Agile completed 10 years of formal existence in Feb 2011, from the time the Agile Manifesto and Principles were agreed upon and signed off in Feb 2001.

In these 10 years, as Agile adoption increased gradually, learnings have happened, which were perhaps not so explicitly known when Agile was born. Some of these are as follows:

1. Agile Is An Adjective

Agile is not a noun. ‘Doing’ Agile does not yield results. ‘Being’ Agile does.

2. Agile Is Value Focused

Agile focuses on Business Value, and not Tasks. Success and Progress are measured based on delivery of Business Value, and not on Task Completion. As a result, metrics used in Agile are quite different from those used traditionally.

3. Practices Should Be Tailored To Context

Application of Agile Practices is context dependent. A ‘one size fits all’ approach does not work for Agile practices.

4. Agile Is Scalable

It was thought that Agile can succeed only with small teams. However, experience has proven that it works with reasonably large sized teams as well. Several projects successfully executed by ThoughtWorks are testimony to this fact.

5. Works In Distributed Teams

Distributed development is now a reality and it was initially thought that Agile will not work in this environment, as it hinders communication. However, Agile has proven to work in this set up as well. In fact, it is an enabler to Distributed  Development, as it helps to scale without sacrificing quality, reduces project risk through greater visibility etc.

6. Tools Are Helpful

Tools help in multiple ways:

a. They radiate information real time across locations

b. They provide visibility within the team and to the client

c. They help automate testing and build activities, whose repeatability is critical for Agility

7. Documentation Is Sometimes Necessary

It is a misconception that stories are fleshed out only to the extent that fit in the Story Card. Stories need to be detailed enough to facilitate shared understanding not only between various roles on the Agile team, but also between the team and the client.So while the high level story may be written on a card, separate documentation is necessary for detailing them.

Sometimes statutory requirements may mandate additional documentation.

8. Organization Ecosystem Needs To Change

Changes required to adopt Agile and maximize benefits from it should not be limited only to the Project team.
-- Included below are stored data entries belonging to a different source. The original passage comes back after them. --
//! # Quorum Algorithm Overview
//!
//! The quorum engine asks every configured node for its view of the ledger
//! and reports what the fleet agrees on.
//!
//! ## Algorithm Steps
//!
//! 1. **Slot round**: query `current_slot` on all endpoints concurrently
//! 2. **Slot quorum**: group answers by slot number, rank by agreement
//! 3. **Slot choice**: operator override if configured, else the top-ranked slot
//! 4. **Block round**: query `block_at(slot)` on all endpoints concurrently
//! 5. **Block quorum**: group blocks by block hash, rank by agreement
//! 6. **Content check**: compare every block in a hash class against the first
//!
//! ## Failure Modes
//!
//! - **Endpoint failure/timeout**: endpoint excluded from that round only; it
//!   still counts toward the round total, lowering N/T
//! - **All endpoints fail the slot round**: "no quorum", block round skipped
//!   (unless an override slot is set)
//! - **Unserializable transaction**: reported as a content mismatch
//!
//! # Module Organization
//!
//! - [`config`]: Round settings (`RoundConfig`)
//! - [`types`]: Observations, equality classes and round outcomes
//! - [`fanout`]: Concurrent per-endpoint query execution
//! - [`quorum`]: Grouping and ranking of equality classes
//! - [`compare`]: Deep block-content comparison
//! - [`engine`]: Orchestration (`RoundOrchestrator` - main entry point)

pub mod compare;
pub mod config;
pub mod engine;
pub mod fanout;
pub mod quorum;
pub mod types;


pub use config::RoundConfig;
pub use engine::RoundOrchestrator;
pub use fanout::FanOutExecutor;
pub use types::{
    BlockClass, BlockRoundOutcome, ClassComparison, ContentVerdict, EndpointFailure,
    EqualityClass, FanOutResult, Observation, RunReport, SlotChoice, SlotClass, SlotRoundOutcome,
    SlotSource,
};
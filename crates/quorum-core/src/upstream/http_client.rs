use reqwest::{Client, ClientBuilder};
use std::{sync::Arc, time::Duration};
use tokio::sync::Semaphore;

use crate::upstream::UpstreamError;

/// Maximum number of response body bytes kept in an [`UpstreamError::HttpError`].
const MAX_ERROR_BODY_LEN: usize = 256;

/// Transport settings shared by every node query.
#[derive(Debug, Clone)]
pub struct HttpClientConfig {
    /// Upper bound on simultaneous HTTP requests
    pub concurrent_limit: usize,
    /// How long a request may wait for a free slot, in milliseconds
    pub permit_timeout_ms: u64,
    /// TCP connect timeout in seconds
    pub connect_timeout_seconds: u64,
}

impl Default for HttpClientConfig {
    fn default() -> Self {
        Self { concurrent_limit: 256, permit_timeout_ms: 5_000, connect_timeout_seconds: 5 }
    }
}

/// Single-attempt JSON POST transport with a cap on in-flight requests.
///
/// Node queries are never retried within a round, so there is no retry or
/// backoff logic here.
pub struct HttpClient {
    client: Client,
    in_flight: Arc<Semaphore>,
    config: HttpClientConfig,
}

impl HttpClient {
    /// Builds a client with [`HttpClientConfig::default`].
    ///
    /// # Errors
    ///
    /// Returns an error if the underlying reqwest client fails to build.
    pub fn new() -> Result<Self, UpstreamError> {
        Self::with_config(HttpClientConfig::default())
    }

    /// # Errors
    ///
    /// Returns an error if the underlying reqwest client fails to build.
    pub fn with_config(config: HttpClientConfig) -> Result<Self, UpstreamError> {
        let client = ClientBuilder::new()
            .connect_timeout(Duration::from_secs(config.connect_timeout_seconds))
            .pool_idle_timeout(Duration::from_secs(30))
            .use_rustls_tls()
            .redirect(reqwest::redirect::Policy::none())
            .user_agent(concat!("slot-quorum/", env!("CARGO_PKG_VERSION")))
            .build()
            .map_err(|e| {
                tracing::error!(error = %e, "failed to build http client");
                UpstreamError::InvalidRequest(format!("HTTP client build failed: {e}"))
            })?;

        Ok(Self {
            client,
            in_flight: Arc::new(Semaphore::new(config.concurrent_limit.max(1))),
            config,
        })
    }

    /// Sends a JSON POST body and returns the raw response body.
    ///
    /// `timeout` bounds the whole request; `None` leaves it unbounded.
    ///
    /// # Errors
    ///
    /// - [`UpstreamError::Timeout`] if no slot frees up in time or the request times out
    /// - [`UpstreamError::ConnectionFailed`] if the node cannot be reached
    /// - [`UpstreamError::HttpError`] for non-success HTTP status codes
    /// - [`UpstreamError::Network`] for other transport failures
    pub async fn post_json(
        &self,
        url: &str,
        body: bytes::Bytes,
        timeout: Option<Duration>,
    ) -> Result<bytes::Bytes, UpstreamError> {
        let wait = Duration::from_millis(self.config.permit_timeout_ms);
        let _permit = tokio::time::timeout(wait, Arc::clone(&self.in_flight).acquire_owned())
            .await
            .map_err(|_| {
                tracing::warn!(
                    available = self.in_flight.available_permits(),
                    "timed out waiting for an http request slot"
                );
                UpstreamError::Timeout
            })?
            .map_err(|_| UpstreamError::ConcurrencyLimit(url.to_string()))?;

        let mut request =
            self.client.post(url).header("content-type", "application/json").body(body);
        if let Some(timeout) = timeout {
            request = request.timeout(timeout);
        }

        let response = request.send().await.map_err(|e| classify_transport_error(&e))?;

        let status = response.status();
        if !status.is_success() {
            let text = response.text().await.unwrap_or_default();
            return Err(UpstreamError::HttpError(status.as_u16(), truncate_error_body(text)));
        }

        response.bytes().await.map_err(|e| classify_transport_error(&e))
    }
}

/// Maps a reqwest failure onto the upstream taxonomy.
///
/// Messages are fixed strings: reqwest errors may embed the request URL, and
/// node URLs can carry credentials.
fn classify_transport_error(error: &reqwest::Error) -> UpstreamError {
    if error.is_timeout() {
        UpstreamError::Timeout
    } else if error.is_connect() {
        UpstreamError::ConnectionFailed("connection refused or unreachable".to_string())
    } else {
        let what = if error.is_body() || error.is_decode() {
            "response body error"
        } else if error.is_redirect() {
            "unexpected redirect"
        } else {
            "request failed"
        };
        UpstreamError::Network(what.to_string())
    }
}

fn truncate_error_body(text: String) -> String {
    if text.len() <= MAX_ERROR_BODY_LEN {
        return text;
    }
    let cut = (0..=MAX_ERROR_BODY_LEN).rev().find(|&i| text.is_char_boundary(i)).unwrap_or(0);
    format!("{}... (truncated)", &text[..cut])
}
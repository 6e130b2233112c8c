//! Access to individual ledger nodes.
//!
//! - [`endpoint`]: the opaque node address used as identity in every round
//! - [`client`]: the [`LedgerClient`] seam and its JSON-RPC implementation
//! - [`http_client`]: concurrency-limited, single-attempt HTTP transport
//! - [`errors`]: [`UpstreamError`], the per-endpoint failure taxonomy

pub mod client;
pub mod endpoint;
pub mod errors;
pub mod http_client;

pub use client::{LedgerClient, RpcLedgerClient};
pub use endpoint::Endpoint;
pub use errors::UpstreamError;
pub use http_client::{HttpClient, HttpClientConfig};
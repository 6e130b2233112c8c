use serde::{Serialize, Serializer};
use std::{fmt, sync::Arc};

/// Address of one ledger node, as configured by the operator.
///
/// Opaque to the quorum engine: it is only used as an identity for reporting
/// and handed back to the [`LedgerClient`](super::LedgerClient) when querying.
/// Clones share the underlying string.
#[derive(Debug, Clone, PartialEq, Eq, Hash, PartialOrd, Ord)]
pub struct Endpoint(Arc<str>);

impl Endpoint {
    #[must_use]
    pub fn new(address: &str) -> Self {
        Self(Arc::from(address))
    }

    #[must_use]
    pub fn as_str(&self) -> &str {
        &self.0
    }

    /// Builds the endpoint set from configured addresses, preserving order.
    ///
    /// Duplicates are kept: each entry is queried and counted on its own.
    #[must_use]
    pub fn from_addresses<S: AsRef<str>>(addresses: &[S]) -> Vec<Self> {
        addresses.iter().map(|a| Self::new(a.as_ref())).collect()
    }
}

impl fmt::Display for Endpoint {
    fn fmt(&self, f: &mut fmt::Formatter<'_>) -> fmt::Result {
        f.write_str(&self.0)
    }
}

impl From<&str> for Endpoint {
    fn from(address: &str) -> Self {
        Self::new(address)
    }
}

impl Serialize for Endpoint {
    fn serialize<S: Serializer>(&self, serializer: S) -> Result<S::Ok, S::Error> {
        serializer.serialize_str(&self.0)
    }
}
There are many changes that need to happen at the Organization level, for the change to succeed, e.g. metrics used by management for monitoring project progress and measuring project success, Performance Appraisal Systems, Seating arrangements, Hiring policies etc.

9. Need ‘Different’ Type Of People

Agile invokes a lot of collaboration, communication and feedback. This implies that people in all roles, including the tech roles, have to be good at not only the core skills required to perform their role, but also be good at soft skills as stated above.
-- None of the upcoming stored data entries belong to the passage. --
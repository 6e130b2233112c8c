//! Application configuration with layered loading.
//!
//! # Configuration Hierarchy
//!
//! Configuration is loaded in this order (later overrides earlier):
//!
//! 1. **Compiled defaults**: Hardcoded in struct `Default` implementations
//! 2. **Config file**: TOML file specified by `SLOT_QUORUM_CONFIG` env var
//! 3. **Environment variables**: `SLOT_QUORUM__*` env vars override specific fields
//! 4. **Legacy endpoint list**: `PRIVATE_ENDPOINTS`, used only when no endpoint
//!    was configured by the layers above
//!
//! Command-line flags are applied on top by the binary.
//!
//! # Configuration Sections
//!
//! - [`EndpointsConfig`]: Node RPC addresses to poll
//! - [`RoundConfig`]: Slot override, timeouts and concurrency for a pass
//! - [`LoggingConfig`]: Log level and format
//!
//! # Example
//!
//! ```toml
//! [endpoints]
//! urls = ["http://10.0.0.1:8899", "http://10.0.0.2:8899"]
//!
//! [round]
//! query_timeout_seconds = 10
//! commitment = "confirmed"
//!
//! [logging]
//! format = "json"
//! ```

pub use crate::consensus::RoundConfig;
use crate::upstream::Endpoint;
use ::config::{Config, Environment, File};
use serde::{Deserialize, Serialize};
use std::path::Path;
use thiserror::Error;

/// Environment variable holding the config file path.
pub const CONFIG_PATH_ENV: &str = "SLOT_QUORUM_CONFIG";

/// Legacy environment variable with a `;`-separated endpoint list.
pub const LEGACY_ENDPOINTS_ENV: &str = "PRIVATE_ENDPOINTS";

const DEFAULT_CONFIG_PATH: &str = "config/config.toml";

/// Errors raised while loading or validating configuration.
#[derive(Debug, Error)]
pub enum ConfigError {
    #[error("Failed to load configuration: {0}")]
    Load(#[from] ::config::ConfigError),

    #[error("No endpoints configured")]
    NoEndpoints,

    #[error("Invalid endpoint address: {0}")]
    InvalidEndpoint(String),

    #[error("Max concurrent queries must be greater than 0")]
    ZeroConcurrency,

    #[error("Logging format must be 'json' or 'pretty', got '{0}'")]
    InvalidLoggingFormat(String),
}

/// Node RPC endpoints to poll.
#[derive(Debug, Clone, Default, Serialize, Deserialize)]
pub struct EndpointsConfig {
    /// Endpoint addresses in configured order. Duplicates are kept and each
    /// occurrence is queried.
    #[serde(default)]
    pub urls: Vec<String>,
}

/// Application logging configuration.
#[derive(Debug, Clone, Serialize, Deserialize)]
pub struct LoggingConfig {
    /// Log level used when `RUST_LOG` is not set. Defaults to `"info"`.
    pub level: String,

    /// Output format: `"json"` or `"pretty"`. Defaults to `"pretty"`.
    pub format: String,
}

impl Default for LoggingConfig {
    fn default() -> Self {
        Self { level: "info".to_string(), format: "pretty".to_string() }
    }
}

/// Root application configuration.
///
/// Loaded with the `SLOT_QUORUM` prefix for environment overrides using `__`
/// as a separator, e.g. `SLOT_QUORUM__ROUND__SLOT_OVERRIDE=250000000`.
/// `SLOT_QUORUM__ENDPOINTS__URLS` takes a `;`-separated list.
#[derive(Debug, Clone, Default, Serialize, Deserialize)]
pub struct AppConfig {
    #[serde(default)]
    pub endpoints: EndpointsConfig,

    #[serde(default)]
    pub round: RoundConfig,

    #[serde(default)]
    pub logging: LoggingConfig,
}

impl AppConfig {
    /// Loads configuration from a TOML file with environment variable overrides.
    ///
    /// The file is optional; a missing file leaves the defaults in place.
    ///
    /// # Errors
    ///
    /// Returns [`ConfigError::Load`] if the file cannot be parsed or a value
    /// cannot be deserialized.
    pub fn from_file<P: AsRef<Path>>(config_path: P) -> Result<Self, ConfigError> {
        let config_builder = Config::builder()
            .set_default("endpoints.urls", Vec::<String>::new())?
            .set_default("round.query_timeout_seconds", 30)?
            .set_default("round.max_concurrent_queries", 64)?
            .set_default("logging.level", "info")?
            .set_default("logging.format", "pretty")?
            .add_source(File::with_name(&config_path.as_ref().to_string_lossy()).required(false))
            .add_source(
                Environment::with_prefix("SLOT_QUORUM")
                    .separator("__")
                    .try_parsing(true)
                    .list_separator(";")
                    .with_list_parse_key("endpoints.urls"),
            )
            .build()?;

        let mut config: Self = config_builder.try_deserialize()?;
        config.apply_legacy_endpoints(std::env::var(LEGACY_ENDPOINTS_ENV).ok().as_deref());
        Ok(config)
    }

    /// Loads configuration from `config/config.toml`, or from the path in
    /// `SLOT_QUORUM_CONFIG` when set.
    ///
    /// # Errors
    ///
    /// Returns [`ConfigError::Load`] if the configuration cannot be loaded or parsed.
    pub fn load() -> Result<Self, ConfigError> {
        let config_path =
            std::env::var(CONFIG_PATH_ENV).unwrap_or_else(|_| DEFAULT_CONFIG_PATH.to_string());
        Self::from_file(&config_path)
    }

    /// Fills the endpoint list from the legacy `;`-separated value when no
    /// endpoints are configured.
    pub fn apply_legacy_endpoints(&mut self, raw: Option<&str>) {
        if !self.endpoints.urls.is_empty() {
            return;
        }
        if let Some(raw) = raw {
            self.endpoints.urls = parse_endpoint_list(raw);
        }
    }

    /// Validates the configuration.
    ///
    /// # Errors
    ///
    /// Returns the first problem found: no endpoints, an endpoint that is not
    /// an HTTP(S) address, a zero concurrency cap, or an unknown log format.
    pub fn validate(&self) -> Result<(), ConfigError> {
        if self.endpoints.urls.is_empty() {
            return Err(ConfigError::NoEndpoints);
        }

        if let Some(bad) = self.endpoints.urls.iter().find(|url| !is_http_address(url)) {
            return Err(ConfigError::InvalidEndpoint(bad.clone()));
        }

        if self.round.max_concurrent_queries == 0 {
            return Err(ConfigError::ZeroConcurrency);
        }

        if !["json", "pretty"].contains(&self.logging.format.as_str()) {
            return Err(ConfigError::InvalidLoggingFormat(self.logging.format.clone()));
        }

        Ok(())
    }

    /// Returns the configured endpoints in order.
    #[must_use]
    pub fn endpoints(&self) -> Vec<Endpoint> {
        Endpoint::from_addresses(&self.endpoints.urls)
    }
}

fn is_http_address(url: &str) -> bool {
    url.starts_with("http://") || url.starts_with("https://")
}

/// Splits a `;`-separated endpoint list, trimming entries and dropping blanks.
#[must_use]
pub fn parse_endpoint_list(raw: &str) -> Vec<String> {
    raw.split(';').map(str::trim).filter(|s| !s.is_empty()).map(str::to_string).collect()
}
10. Needs Collaborative Work Culture

In Agile, the focus shifts from individuals to team, with focus on high level of interactions between people. This implies that the work culture needs to be collaborative and that of high trust. People should feel fearless enough to deliver bad news early, and this requires a different culture than what prevails under a ‘command and control’ structure.

11. Team Buy In Is Critical

Agile does not work if it is imposed. Hence, its success is limited without the team buy in. The team needs to be convinced about the benefits of Agile and needs to adapt to Agile values. As stated earlier, doing Agile does not work, Being Agile does. Imposition will cause the team to merely Do Agile.
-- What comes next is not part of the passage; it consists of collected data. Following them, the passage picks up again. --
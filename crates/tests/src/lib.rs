//! Integration Tests for slot-quorum
//!
//! This crate contains various test modules:
//!
//! - `quorum_round_tests`: Full passes through `RpcLedgerClient` against mock nodes
//! - `rpc_client_tests`: Wire-level behaviour of the JSON-RPC ledger client
//! - `mock_infrastructure`: Reusable mock nodes and block fixtures
//!
//! ## Running Tests
//!
//! ```bash
//! cargo test --package tests
//! ```

#[cfg(test)]
mod quorum_round_tests;
//! Majority-vote aggregation over equality classes.
//!
//! All functions are stateless. The same generic grouping serves both rounds:
//! slot observations are keyed by the slot number, block observations by the
//! block hash.
//!
//! # Ranking
//!
//! Classes are ordered by agreement count, descending. Equal counts are broken
//! by key, descending: the numerically larger slot (the more advanced view of
//! the ledger) or the lexicographically larger block hash comes first. Both
//! rounds use this one rule, so the winner and the full table are independent
//! of the order endpoints were configured or answered in.

use super::types::{BlockClass, EqualityClass, Observation, SlotClass};
use crate::block::BlockRecord;
use std::{cmp::Ordering, collections::HashMap, hash::Hash};

/// Groups observations into equality classes by `key_of`.
///
/// Classes are returned in first-seen order and members keep input order.
/// `total_queried` is stamped on every class unchanged, so endpoints that
/// failed still count toward T.
#[must_use]
pub fn group_observations<K, T, F>(
    observations: Vec<Observation<T>>,
    total_queried: usize,
    key_of: F,
) -> Vec<EqualityClass<K, T>>
where
    K: Eq + Hash + Clone,
    T: Clone,
    F: Fn(&T) -> K,
{
    let mut index: HashMap<K, usize> = HashMap::with_capacity(observations.len());
    let mut classes: Vec<EqualityClass<K, T>> = Vec::new();

    for observation in observations {
        let key = key_of(&observation.value);

        if let Some(class) = index.get(&key).and_then(|&i| classes.get_mut(i)) {
            class.members.push(observation);
            class.agreement_count += 1;
            continue;
        }

        index.insert(key.clone(), classes.len());
        classes.push(EqualityClass {
            key,
            representative: observation.value.clone(),
            members: vec![observation],
            agreement_count: 1,
            total_queried,
        });
    }

    classes
}

/// Orders classes strongest agreement first, larger key first on ties.
pub fn rank_classes<K: Ord, T>(classes: &mut [EqualityClass<K, T>]) {
    classes.sort_by(compare_classes);
}

fn compare_classes<K: Ord, T>(a: &EqualityClass<K, T>, b: &EqualityClass<K, T>) -> Ordering {
    b.agreement_count.cmp(&a.agreement_count).then_with(|| b.key.cmp(&a.key))
}

/// Groups and ranks in one step.
#[must_use]
pub fn find_quorum<K, T, F>(
    observations: Vec<Observation<T>>,
    total_queried: usize,
    key_of: F,
) -> Vec<EqualityClass<K, T>>
where
    K: Eq + Hash + Ord + Clone,
    T: Clone,
    F: Fn(&T) -> K,
{
    let mut classes = group_observations(observations, total_queried, key_of);
    rank_classes(&mut classes);
    classes
}

/// Ranked slot classes, keyed by the slot number.
#[must_use]
pub fn slot_quorum(observations: Vec<Observation<u64>>, total_queried: usize) -> Vec<SlotClass> {
    find_quorum(observations, total_queried, |slot| *slot)
}

/// Ranked block classes, keyed by block hash.
#[must_use]
pub fn block_quorum(
    observations: Vec<Observation<BlockRecord>>,
    total_queried: usize,
) -> Vec<BlockClass> {
    find_quorum(observations, total_queried, |block| block.blockhash.clone())
}
use std::io::{BufRead, BufReader, Read, Write};
use std::net::{TcpListener, TcpStream};
use std::sync::{Arc, Mutex, MutexGuard};
use std::thread;

use mixer_core::{Address, Nullifier};
use mixer_state::{decode_instruction, Effect, Instruction, Outcome, Verdict};
use serde_json::{json, Value};
use tracing::{debug, info, warn};

use crate::node::{Envelope, Node, Submission};
use crate::unix_now;

const DEFAULT_PAGE_LIMIT: u64 = 10;
/// Longest request line accepted, newline included.
const MAX_REQUEST_BYTES: u64 = 64 * 1024;
const ADMIN_NEEDS_AUTH: &str = "admin instructions require an auth token";

/// Accept connections on `addr` until the listener fails. One thread per client;
/// every request serializes on the node lock.
pub fn serve_rpc(
    addr: &str,
    auth_token: Option<String>,
    node: Arc<Mutex<Node>>,
) -> std::io::Result<()> {
    let listener = TcpListener::bind(addr)?;
    info!(addr, "rpc listening");
    for stream in listener.incoming() {
        match stream {
            Ok(stream) => {
                let node = Arc::clone(&node);
                let auth_token = auth_token.clone();
                thread::spawn(move || {
                    if let Err(e) = handle_client(stream, auth_token, node) {
                        debug!(error = %e, "rpc client closed");
                    }
                });
            }
            Err(e) => warn!(error = %e, "rpc accept failed"),
        }
    }
    Ok(())
}

fn handle_client(
    stream: TcpStream,
    auth_token: Option<String>,
    node: Arc<Mutex<Node>>,
) -> std::io::Result<()> {
    let mut writer = stream.try_clone()?;
    let mut reader = BufReader::new(stream);
    let mut line = String::new();
    loop {
        let resp = match read_request(&mut reader, &mut line)? {
            ReadRequest::Eof => return Ok(()),
            ReadRequest::TooLarge => {
                writer.write_all(b"{\"ok\":false,\"error\":\"request too large\"}\n")?;
                return Ok(());
            }
            ReadRequest::Line => match serde_json::from_str::<Value>(&line) {
                Ok(v) => handle_request(v, &auth_token, &node, unix_now()),
                Err(_) => json!({"ok": false, "error": "invalid json"}),
            },
        };
        writer.write_all(resp.to_string().as_bytes())?;
        writer.write_all(b"\n")?;
    }
}

#[derive(Debug, PartialEq, Eq)]
enum ReadRequest {
    Line,
    Eof,
    TooLarge,
}

/// Read one request line into `line`, never buffering more than `MAX_REQUEST_BYTES`.
fn read_request<R: BufRead>(reader: &mut R, line: &mut String) -> std::io::Result<ReadRequest> {
    line.clear();
    let n = Read::take(&mut *reader, MAX_REQUEST_BYTES).read_line(line)?;
    if n == 0 {
        Ok(ReadRequest::Eof)
    } else if !line.ends_with('\n') && n as u64 >= MAX_REQUEST_BYTES {
        Ok(ReadRequest::TooLarge)
    } else {
        Ok(ReadRequest::Line)
    }
}

fn handle_request(v: Value, auth_token: &Option<String>, node: &Mutex<Node>, now: u64) -> Value {
    if let Some(expected) = auth_token {
        match v.get("auth").and_then(|a| a.as_str()) {
            Some(tok) if tok == expected => {}
            _ => return json!({"ok": false, "error": "Unauthorized"}),
        }
    }
    let method = match v.get("method").and_then(|m| m.as_str()) {
        Some(m) => m,
        None => return json!({"ok": false, "error": "missing method"}),
    };

    match method {
        "ping" => json!({"ok": true}),
        "submit" => {
            let env: Envelope = match serde_json::from_value(v.clone()) {
                Ok(env) => env,
                Err(e) => return json!({"ok": false, "error": format!("bad envelope: {e}")}),
            };
            // Without a token the sender is whatever the client claims.
            if auth_token.is_none()
                && serde_json::from_value::<Instruction>(env.instruction.clone())
                    .is_ok_and(|ix| ix.requires_admin())
            {
                return json!({"ok": false, "error": ADMIN_NEEDS_AUTH});
            }
            let mut node = match lock(node) {
                Ok(n) => n,
                Err(resp) => return resp,
            };
            submission_response(node.submit_envelope(env, now))
        }
        "submit_raw" => {
            let sender = match parse_field::<Address>(&v, "sender") {
                Ok(a) => a,
                Err(resp) => return resp,
            };
            let input_hex = match v.get("input_hex").and_then(|p| p.as_str()) {
                Some(p) => p,
                None => return json!({"ok": false, "error": "missing input_hex"}),
            };
            let bytes = match hex::decode(input_hex.strip_prefix("0x").unwrap_or(input_hex)) {
                Ok(b) => b,
                Err(_) => return json!({"ok": false, "error": "bad hex"}),
            };
            if auth_token.is_none() && decode_instruction(&bytes).is_ok_and(|ix| ix.requires_admin())
            {
                return json!({"ok": false, "error": ADMIN_NEEDS_AUTH});
            }
            let mut node = match lock(node) {
                Ok(n) => n,
                Err(resp) => return resp,
            };
            submission_response(node.submit_raw(sender, now, &bytes))
        }
        "get_summary" => {
            let node = match lock(node) {
                Ok(n) => n,
                Err(resp) => return resp,
            };
            let summary = node.query().summary();
            json!({
                "ok": true,
                "denomination": summary.denomination.units(),
                "deposit_count": summary.deposit_count,
                "nullifier_count": summary.nullifier_count,
                "total_value": summary.total_value.units(),
                "root": summary.root.to_string(),
                "tree_height": summary.tree_height,
                "halted": summary.halted,
            })
        }
        "get_deposits" => {
            let page = v.get("page").and_then(|p| p.as_u64()).unwrap_or(1);
            let limit = v
                .get("limit")
                .and_then(|p| p.as_u64())
                .unwrap_or(DEFAULT_PAGE_LIMIT);
            let node = match lock(node) {
                Ok(n) => n,
                Err(resp) => return resp,
            };
            match node.query().deposits(page, limit) {
                Ok(page) => {
                    let deposits: Vec<Value> = page
                        .deposits
                        .iter()
                        .map(|r| {
                            json!({
                                "commitment": r.commitment.to_string(),
                                "leaf_index": r.leaf_index,
                                "accepted_at": r.accepted_at,
                            })
                        })
                        .collect();
                    json!({
                        "ok": true,
                        "deposits": deposits,
                        "page": page.page,
                        "limit": page.limit,
                        "total": page.total,
                        "total_pages": page.total_pages,
                    })
                }
                Err(e) => json!({"ok": false, "error": e.to_string()}),
            }
        }
        "is_nullifier_used" => {
            let nf = match parse_field::<Nullifier>(&v, "nullifier") {
                Ok(nf) => nf,
                Err(resp) => return resp,
            };
            let node = match lock(node) {
                Ok(n) => n,
                Err(resp) => return resp,
            };
            json!({"ok": true, "used": node.query().is_nullifier_used(&nf)})
        }
        "get_path" => {
            let leaf_index = match v.get("leaf_index").and_then(|p| p.as_u64()) {
                Some(i) => i,
                None => return json!({"ok": false, "error": "missing leaf_index"}),
            };
            let node = match lock(node) {
                Ok(n) => n,
                Err(resp) => return resp,
            };
            let query = node.query();
            match query.inclusion_path(leaf_index) {
                Ok(path) => json!({
                    "ok": true,
                    "root": query.summary().root.to_string(),
                    "path": path,
                }),
                Err(e) => json!({"ok": false, "error": e.to_string()}),
            }
        }
        "health" => {
            let node = match lock(node) {
                Ok(n) => n,
                Err(resp) => return resp,
            };
            let health = node.query().health(now, node.max_idle_secs());
            json!({
                "ok": true,
                "status": health.status,
                "last_processed_at": health.last_processed_at,
                "idle_secs": health.idle_secs,
                "processed": health.processed,
                "fatal": node.is_fatal(),
            })
        }
        "state_digest" => {
            let node = match lock(node) {
                Ok(n) => n,
                Err(resp) => return resp,
            };
            match node.ledger().state_digest() {
                Ok(d) => json!({"ok": true, "digest": d.to_string()}),
                Err(e) => json!({"ok": false, "error": e.to_string()}),
            }
        }
        _ => json!({"ok": false, "error": "unknown method"}),
    }
}

fn lock(node: &Mutex<Node>) -> Result<MutexGuard<'_, Node>, Value> {
    node.lock()
        .map_err(|_| json!({"ok": false, "error": "node lock poisoned"}))
}

fn parse_field<T: std::str::FromStr>(v: &Value, key: &str) -> Result<T, Value> {
    let raw = match v.get(key).and_then(|p| p.as_str()) {
        Some(p) => p,
        None => return Err(json!({"ok": false, "error": format!("missing {key}")})),
    };
    raw.parse()
        .map_err(|_| json!({"ok": false, "error": format!("bad {key}")}))
}

fn submission_response(result: anyhow::Result<Submission>) -> Value {
    match result {
        Ok(sub) => {
            let mut resp = outcome_json(&sub.outcome);
            resp["ok"] = json!(true);
            resp["input_index"] = json!(sub.input_index);
            resp["timestamp"] = json!(sub.timestamp);
            resp
        }
        Err(e) => json!({"ok": false, "error": format!("{e:#}")}),
    }
}

fn outcome_json(outcome: &Outcome) -> Value {
    let (verdict, reason) = match outcome.verdict {
        Verdict::Accept => ("accept", Value::Null),
        Verdict::Reject(r) => ("reject", json!(r.code())),
    };
    let effects: Vec<Value> = outcome
        .effects
        .iter()
        .map(|e| match e {
            Effect::Notice(bytes) => {
                json!({"notice": String::from_utf8_lossy(bytes)})
            }
            Effect::Transfer(t) => json!({
                "transfer": {
                    "from": t.from.to_string(),
                    "to": t.to.to_string(),
                    "amount": t.amount.units(),
                }
            }),
        })
        .collect();
    json!({
        "verdict": verdict,
        "reason": reason,
        "effects": effects,
    })
}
12. Coaching Should Follow Training

Many people attend training programs, obtain certifications and believe that they can apply Agile. However, given that Agile process and practices are context sensitive, adoption of Agile will yield maximum benefits if Training/Certification is coupled with Coaching. Training in helps in bringing about shared understanding of concepts. Coaching helps to internalize them, and apply them to respective context.